Os gases do efeito estufa são reduzidos em 96%.
O uso de terras férteis é reduzido em até 99%.
Isso significa que todo o esforço envolvido na criação de proteínas sintéticas depende muito mais de um trabalho intelectual e técnico do que da criação em massa de seres vivos para o abate. Em termos ecológicos, o uso de terras úteis é resumido ao laboratório de criação. Isso representa mais água limpa, menos esgotamento do solo, mais ética com os animais.
Ovos veganos da americana Just. Origem vegetal e menos impacto ambiental.
Fonte: Divulgação.
A empresa Impossible Foods, como o nome já diz, está atuando na criação de alimentos até então considerados impossíveis. O grande projeto da companhia é substituir boa parte da carne natural por outra criada em laboratório. E não seria apenas uma versão vegetal com sabor de carne, mas um superalimento pensado para a saúde dos consumidores.
A base desse produto revolucionário é totalmente vegetal, livre de ativos cancerígenos ou gorduras saturadas. Isso representará, muito em breve, a maior revolução da história alimentícia desde o início da Era Industrial. A carne vegana, se disponibilizada por preços justos, poderá significar uma gigantesca mudança em nossos padrões alimentares, nossa relação com o meio ambiente e com os outros seres vivos. Pela primeira vez a humanidade poderia manter-se detentora do título de “onívora” sem ter que matar animais para isso.
Valorizar a produção de alimentos locais ainda é a melhor forma de estimular o consumo consciente. Foto: Food Revolution Network
Bem mais que carne
A startup americana Just possui outra proposta igualmente original e transformadora. A empresa desenvolveu, com sucesso, um ovo feito a partir de feijões, proteína vegetal e açafrão. O ovo vegano não vem em cascas, mas em garrafas. Assim, o consumidor pode criar suas receitas, como bolos, tortas, omeletes, usando o preparo líquido já pronto para a utilização.
Além de todos os benefícios o ovo vegano possui altos níveis de nutrientes, baixo colesterol e não maltrata nenhum animal em seu desenvolvimento. O sabor, segundo os especialistas, é idêntico ao natural. Além da carne, caminhamos também para a criação de opções veganas para diversos outros alimentos. Leite, manteiga, iogurte e até bacon já podem ser encontrados em suas versões livres de sofrimento animal. Contudo, é importante sempre pesquisar sobre as empresas criadoras desses produtos e saber se o processo, mesmo sendo livre de maus-tratos aos animais, é ecologicamente correto e economicamente justo.

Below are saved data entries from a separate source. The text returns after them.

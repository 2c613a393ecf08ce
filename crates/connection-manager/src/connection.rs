//! Per-connection state

use std::net::SocketAddr;
use std::time::Duration;

use sensor_protocol::{RecordDecoder, SensorId};
use tokio::net::TcpStream;
use tokio::time::Instant;

/// Stand-in for deadlines that do not fit in an `Instant` (about 30 years)
const FAR_FUTURE: Duration = Duration::from_secs(86_400 * 365 * 30);

/// `start + timeout`, saturating at a far-future deadline
pub(crate) fn deadline_after(start: Instant, timeout: Duration) -> Instant {
    start
        .checked_add(timeout)
        .or_else(|| start.checked_add(FAR_FUTURE))
        .unwrap_or(start)
}

/// Lifecycle of a live connection
#[derive(Debug, Clone, Copy, PartialEq, Eq)]
pub enum ConnectionState {
    /// Accepted, no complete record yet
    Connecting,
    /// Bound to the sensor id of its first record
    Identified(SensorId),
}

/// An accepted sensor connection
#[derive(Debug)]
pub struct Connection {
    pub(crate) stream: TcpStream,
    pub(crate) decoder: RecordDecoder,
    peer: SocketAddr,
    sensor_id: Option<SensorId>,
    last_activity: Instant,
}

impl Connection {
    pub(crate) fn new(stream: TcpStream, peer: SocketAddr, now: Instant) -> Self {
        Self {
            stream,
            decoder: RecordDecoder::new(),
            peer,
            sensor_id: None,
            last_activity: now,
        }
    }

    /// Current lifecycle state
    pub fn state(&self) -> ConnectionState {
        match self.sensor_id {
            Some(id) => ConnectionState::Identified(id),
            None => ConnectionState::Connecting,
        }
    }

    /// Sensor id, once identified
    pub fn sensor_id(&self) -> Option<SensorId> {
        self.sensor_id
    }

    /// Remote address
    pub fn peer(&self) -> SocketAddr {
        self.peer
    }

    /// Bind the sensor id; returns true the first time
    pub(crate) fn identify(&mut self, id: SensorId) -> bool {
        if self.sensor_id.is_some() {
            return false;
        }
        self.sensor_id = Some(id);
        true
    }

    pub(crate) fn touch(&mut self, now: Instant) {
        self.last_activity = now;
    }

    /// Time since the last successful read
    pub fn idle_for(&self, now: Instant) -> Duration {
        now.saturating_duration_since(self.last_activity)
    }

    /// Instant at which this connection times out
    pub fn expires_at(&self, timeout: Duration) -> Instant {
        deadline_after(self.last_activity, timeout)
    }

    /// Id for log lines
    pub fn label(&self) -> String {
        match self.sensor_id {
            Some(id) => id.to_string(),
            None => "unknown".to_string(),
        }
    }
}

#[cfg(test)]
mod tests {
    use super::*;
    use tokio::net::{TcpListener, TcpStream};

    async fn accepted() -> Connection {
        let listener = TcpListener::bind("127.0.0.1:0").await.unwrap();
        let addr = listener.local_addr().unwrap();
        let _client = TcpStream::connect(addr).await.unwrap();
        let (stream, peer) = listener.accept().await.unwrap();
        Connection::new(stream, peer, Instant::now())
    }

    #[tokio::test]
    async fn test_identified_by_first_record() {
        let mut conn = accepted().await;
        assert_eq!(conn.state(), ConnectionState::Connecting);
        assert_eq!(conn.label(), "unknown");

        assert!(conn.identify(15));
        assert!(!conn.identify(21));
        assert_eq!(conn.state(), ConnectionState::Identified(15));
        assert_eq!(conn.sensor_id(), Some(15));
        assert_eq!(conn.label(), "15");
    }

    #[tokio::test(start_paused = true)]
    async fn test_touch_extends_expiry() {
        let mut conn = accepted().await;
        let timeout = Duration::from_secs(5);
        let first = conn.expires_at(timeout);

        tokio::time::advance(Duration::from_secs(3)).await;
        let now = Instant::now();
        assert_eq!(conn.idle_for(now), Duration::from_secs(3));

        conn.touch(now);
        assert_eq!(conn.idle_for(now), Duration::ZERO);
        assert_eq!(conn.expires_at(timeout), first + Duration::from_secs(3));
    }

    #[tokio::test(start_paused = true)]
    async fn test_huge_timeout_saturates() {
        let conn = accepted().await;
        let now = Instant::now();
        assert!(conn.expires_at(Duration::from_secs(u64::MAX)) >= now + FAR_FUTURE);
        assert_eq!(deadline_after(now, Duration::from_secs(2)), now + Duration::from_secs(2));
    }
}
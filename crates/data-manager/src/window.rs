//! Rolling window of recent readings

use std::collections::VecDeque;

/// Fixed-length window over the most recent readings of one sensor
#[derive(Debug, Clone, PartialEq)]
pub struct RunningAverage {
    values: VecDeque<f64>,
    capacity: usize,
}

impl RunningAverage {
    /// Window holding at most `capacity` readings (at least one)
    pub fn new(capacity: usize) -> Self {
        let capacity = capacity.max(1);
        Self {
            values: VecDeque::with_capacity(capacity),
            capacity,
        }
    }

    /// Add a reading, evicting the oldest when full; returns the new mean
    pub fn push(&mut self, value: f64) -> f64 {
        if self.values.len() == self.capacity {
            self.values.pop_front();
        }
        self.values.push_back(value);
        self.sum() / self.values.len() as f64
    }

    /// Mean of the readings currently held
    pub fn mean(&self) -> Option<f64> {
        if self.values.is_empty() {
            None
        } else {
            Some(self.sum() / self.values.len() as f64)
        }
    }

    fn sum(&self) -> f64 {
        self.values.iter().sum()
    }

    pub fn len(&self) -> usize {
        self.values.len()
    }

    pub fn is_empty(&self) -> bool {
        self.values.is_empty()
    }

    pub fn capacity(&self) -> usize {
        self.capacity
    }

    /// True once the window has seen `capacity` readings
    pub fn is_full(&self) -> bool {
        self.values.len() == self.capacity
    }
}

#[cfg(test)]
mod tests {
    use super::*;
    use proptest::prelude::*;

    #[test]
    fn test_partial_window_averages_populated_slots() {
        let mut window = RunningAverage::new(5);
        assert_eq!(window.mean(), None);

        assert_eq!(window.push(10.0), 10.0);
        assert_eq!(window.push(20.0), 15.0);
        assert_eq!(window.len(), 2);
        assert!(!window.is_full());
    }

    #[test]
    fn test_oldest_reading_is_evicted() {
        let mut window = RunningAverage::new(3);
        for v in [1.0, 2.0, 3.0] {
            window.push(v);
        }
        assert!(window.is_full());
        assert_eq!(window.mean(), Some(2.0));

        assert_eq!(window.push(10.0), 5.0);
        assert_eq!(window.len(), 3);
    }

    #[test]
    fn test_zero_capacity_is_clamped() {
        let mut window = RunningAverage::new(0);
        assert_eq!(window.capacity(), 1);
        window.push(4.0);
        assert_eq!(window.push(8.0), 8.0);
    }

    proptest! {
        #[test]
        fn prop_mean_matches_last_readings(
            values in prop::collection::vec(-50.0f64..80.0, 1..40),
            capacity in 1usize..8,
        ) {
            let mut window = RunningAverage::new(capacity);
            let mut last = 0.0;
            for &v in &values {
                last = window.push(v);
            }

            let tail = &values[values.len().saturating_sub(capacity)..];
            let expected = tail.iter().sum::<f64>() / tail.len() as f64;
            prop_assert!((last - expected).abs() < 1e-9);
            prop_assert_eq!(window.len(), tail.len());
        }
    }
}
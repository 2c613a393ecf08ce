//! Sensor Wire Protocol
//!
//! Defines the reading produced by a sensor node and the fixed-width record
//! that nodes stream over TCP. Fields are sent back-to-back in host byte order
//! with no framing beyond their fixed sizes.

mod client;
mod decoder;
mod error;
mod record;

pub use client::SensorNode;
pub use decoder::RecordDecoder;
pub use error::ProtocolError;
pub use record::{SensorId, SensorRecord, Timestamp};

/// Wire layout constants
pub mod wire {
    /// Size of the sensor id field
    pub const ID_LEN: usize = 2;
    /// Size of the value field (IEEE-754 double)
    pub const VALUE_LEN: usize = 8;
    /// Size of the timestamp field (signed epoch seconds)
    pub const TIMESTAMP_LEN: usize = 8;
    /// Total size of one record on the wire
    pub const RECORD_LEN: usize = ID_LEN + VALUE_LEN + TIMESTAMP_LEN;
}
//! Shared Buffer Implementation
//!
//! One mutex guards the queue, the consumer slots and the drain flag. Each
//! slot owns a permit count and a condition variable: an insert releases one
//! permit per consumer, a consume acquires one. Permits only decide whether a
//! consumer may stop waiting. What it actually reads is decided by scanning
//! the delivery bitmask of each entry, because the same record is counted
//! once per consumer.

use std::collections::VecDeque;
use std::sync::{Condvar, Mutex, MutexGuard, PoisonError};
use std::time::{Duration, Instant};

use sensor_protocol::SensorRecord;
use serde::{Deserialize, Serialize};
use tracing::{debug, info, trace};

use crate::error::BufferError;

/// Identifier a consumer registers under
pub type ConsumerId = u32;

/// Default number of consumer slots (statistics + persistence)
pub const DEFAULT_MAX_CONSUMERS: usize = 2;

/// Hard upper bound on slots; the delivery set is a `u64` bitmask
pub const MAX_CONSUMER_SLOTS: usize = 64;

/// Buffer configuration
#[derive(Debug, Clone, PartialEq, Eq, Serialize, Deserialize)]
#[serde(default)]
pub struct BufferConfig {
    /// Number of consumers that may register
    pub max_consumers: usize,
}

impl Default for BufferConfig {
    fn default() -> Self {
        Self {
            max_consumers: DEFAULT_MAX_CONSUMERS,
        }
    }
}

/// A queued record and the consumers that already read it
#[derive(Debug)]
struct Entry {
    record: SensorRecord,
    delivered: u64,
}

#[derive(Debug)]
struct Slot {
    id: ConsumerId,
    permits: usize,
}

#[derive(Debug, Default)]
struct State {
    entries: VecDeque<Entry>,
    slots: Vec<Slot>,
    draining: bool,
    /// Set by the first insert or consume; registrations are fixed afterwards
    sealed: bool,
    total_inserted: u64,
}

impl State {
    fn slot_index(&self, id: ConsumerId) -> Result<usize, BufferError> {
        self.slots
            .iter()
            .position(|slot| slot.id == id)
            .ok_or(BufferError::UnknownConsumer(id))
    }

    /// Delivery mask of an entry every registered consumer has read
    fn complete_mask(&self) -> u64 {
        match self.slots.len() {
            MAX_CONSUMER_SLOTS => u64::MAX,
            n => (1u64 << n) - 1,
        }
    }
}

/// FIFO buffer shared by one producer and a fixed set of consumers
pub struct SharedBuffer {
    state: Mutex<State>,
    signals: Box<[Condvar]>,
}

impl SharedBuffer {
    /// Create a buffer with the given number of consumer slots
    pub fn new(config: BufferConfig) -> Result<Self, BufferError> {
        if config.max_consumers == 0 || config.max_consumers > MAX_CONSUMER_SLOTS {
            return Err(BufferError::InvalidConfig(format!(
                "max_consumers must be within 1..={}, got {}",
                MAX_CONSUMER_SLOTS, config.max_consumers
            )));
        }

        let signals: Vec<Condvar> = (0..config.max_consumers).map(|_| Condvar::new()).collect();
        Ok(Self {
            state: Mutex::new(State {
                slots: Vec::with_capacity(config.max_consumers),
                ..State::default()
            }),
            signals: signals.into_boxed_slice(),
        })
    }

    fn lock(&self) -> Result<MutexGuard<'_, State>, BufferError> {
        self.state
            .lock()
            .map_err(|e| BufferError::Poisoned(e.to_string()))
    }

    /// Lock for bookkeeping that stays valid after a consumer panicked
    fn lock_or_recover(&self) -> MutexGuard<'_, State> {
        self.state.lock().unwrap_or_else(PoisonError::into_inner)
    }

    /// Register a consumer; must happen before the buffer is used
    pub fn register_consumer(&self, id: ConsumerId) -> Result<(), BufferError> {
        let mut state = self.lock()?;

        if state.draining || state.sealed {
            return Err(BufferError::RegistrationClosed);
        }
        if state.slots.iter().any(|slot| slot.id == id) {
            return Err(BufferError::DuplicateConsumer(id));
        }
        if state.slots.len() == self.signals.len() {
            return Err(BufferError::ConsumerTableFull {
                capacity: self.signals.len(),
            });
        }

        state.slots.push(Slot { id, permits: 0 });
        info!("Registered buffer consumer {} (slot {})", id, state.slots.len() - 1);
        Ok(())
    }

    /// Append a record at the tail and wake every consumer
    pub fn insert(&self, record: SensorRecord) -> Result<(), BufferError> {
        let mut state = self.lock()?;
        state.sealed = true;

        if state.slots.is_empty() {
            debug!("No consumers registered, dropping record from sensor {}", record.sensor_id);
            return Ok(());
        }

        state.entries.push_back(Entry {
            record,
            delivered: 0,
        });
        state.total_inserted += 1;
        for slot in state.slots.iter_mut() {
            slot.permits += 1;
        }
        let registered = state.slots.len();
        trace!("Inserted record, {} queued", state.entries.len());
        drop(state);

        for signal in &self.signals[..registered] {
            signal.notify_all();
        }
        Ok(())
    }

    /// Block until a record is available for `id` or the buffer drains.
    ///
    /// `Ok(None)` means nothing unseen was queued when the consumer woke; call
    /// again. `Err(EndOfStream)` is final.
    pub fn consume(&self, id: ConsumerId) -> Result<Option<SensorRecord>, BufferError> {
        self.consume_until(id, None)
    }

    /// Like [`consume`](Self::consume) but gives up after `timeout` with `Ok(None)`.
    /// A timeout too large to represent as a deadline waits without limit.
    pub fn consume_timeout(
        &self,
        id: ConsumerId,
        timeout: Duration,
    ) -> Result<Option<SensorRecord>, BufferError> {
        self.consume_until(id, Instant::now().checked_add(timeout))
    }

    /// Non-blocking consume
    pub fn try_consume(&self, id: ConsumerId) -> Result<Option<SensorRecord>, BufferError> {
        self.consume_timeout(id, Duration::ZERO)
    }

    fn consume_until(
        &self,
        id: ConsumerId,
        deadline: Option<Instant>,
    ) -> Result<Option<SensorRecord>, BufferError> {
        let mut state = self.lock()?;
        let index = state.slot_index(id)?;
        state.sealed = true;
        let signal = &self.signals[index];

        // Single wait per call; the drain flag is re-checked under the lock
        // after every wake-up.
        while state.slots[index].permits == 0 && !state.draining {
            state = match deadline {
                None => signal
                    .wait(state)
                    .map_err(|e| BufferError::Poisoned(e.to_string()))?,
                Some(deadline) => {
                    let now = Instant::now();
                    if now >= deadline {
                        return Ok(None);
                    }
                    signal
                        .wait_timeout(state, deadline - now)
                        .map_err(|e| BufferError::Poisoned(e.to_string()))?
                        .0
                }
            };
        }

        let state = &mut *state;
        let slot = &mut state.slots[index];
        slot.permits = slot.permits.saturating_sub(1);

        let bit = 1u64 << index;
        let draining = state.draining;
        let record = match state.entries.iter_mut().find(|e| e.delivered & bit == 0) {
            Some(entry) => {
                entry.delivered |= bit;
                entry.record
            }
            None if draining => return Err(BufferError::EndOfStream),
            None => return Ok(None),
        };

        let complete = state.complete_mask();
        while state
            .entries
            .front()
            .is_some_and(|entry| entry.delivered == complete)
        {
            state.entries.pop_front();
        }

        Ok(Some(record))
    }

    /// Enter draining mode and wake every consumer; idempotent
    pub fn begin_drain(&self) {
        let mut state = self.lock_or_recover();
        if !state.draining {
            state.draining = true;
            info!("Shared buffer draining with {} records queued", state.entries.len());
        }
        let registered = state.slots.len();
        drop(state);

        for signal in &self.signals[..registered] {
            signal.notify_all();
        }
    }

    /// Number of queued entries (read by at least one consumer or not)
    pub fn len(&self) -> usize {
        self.lock_or_recover().entries.len()
    }

    /// Check if no entries are queued
    pub fn is_empty(&self) -> bool {
        self.len() == 0
    }

    /// Whether `begin_drain` has been called
    pub fn is_draining(&self) -> bool {
        self.lock_or_recover().draining
    }

    /// Number of registered consumers
    pub fn consumer_count(&self) -> usize {
        self.lock_or_recover().slots.len()
    }

    /// Maximum number of consumers
    pub fn capacity(&self) -> usize {
        self.signals.len()
    }

    /// Records queued that `id` has not read yet
    pub fn pending(&self, id: ConsumerId) -> Result<usize, BufferError> {
        let state = self.lock()?;
        let bit = 1u64 << state.slot_index(id)?;
        Ok(state.entries.iter().filter(|e| e.delivered & bit == 0).count())
    }

    /// Records accepted since creation
    pub fn total_inserted(&self) -> u64 {
        self.lock_or_recover().total_inserted
    }
}

impl Default for SharedBuffer {
    fn default() -> Self {
        let signals: Vec<Condvar> = (0..DEFAULT_MAX_CONSUMERS).map(|_| Condvar::new()).collect();
        Self {
            state: Mutex::new(State::default()),
            signals: signals.into_boxed_slice(),
        }
    }
}

impl std::fmt::Debug for SharedBuffer {
    fn fmt(&self, f: &mut std::fmt::Formatter<'_>) -> std::fmt::Result {
        f.debug_struct("SharedBuffer")
            .field("len", &self.len())
            .field("consumers", &self.consumer_count())
            .field("capacity", &self.capacity())
            .field("draining", &self.is_draining())
            .finish()
    }
}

De nada vale um produto vegano de última geração que não cumpra com a regra básica do consumo sustentável: a preservação do planeta e da vida.
Enquanto essas novidades não chegam às mesas de todos nós, não podemos nos esquecer da importância de uma alimentação mais consciente, livre de produtos processados e de origem animal.
Podemos confiar sempre que a tecnologia irá encontrar novos caminhos, mas a valorização dos alimentos locais, dos pequenos produtores e dos artigos orgânicos ainda é a melhor forma de promover a justiça social e o equilíbrio em nosso planeta.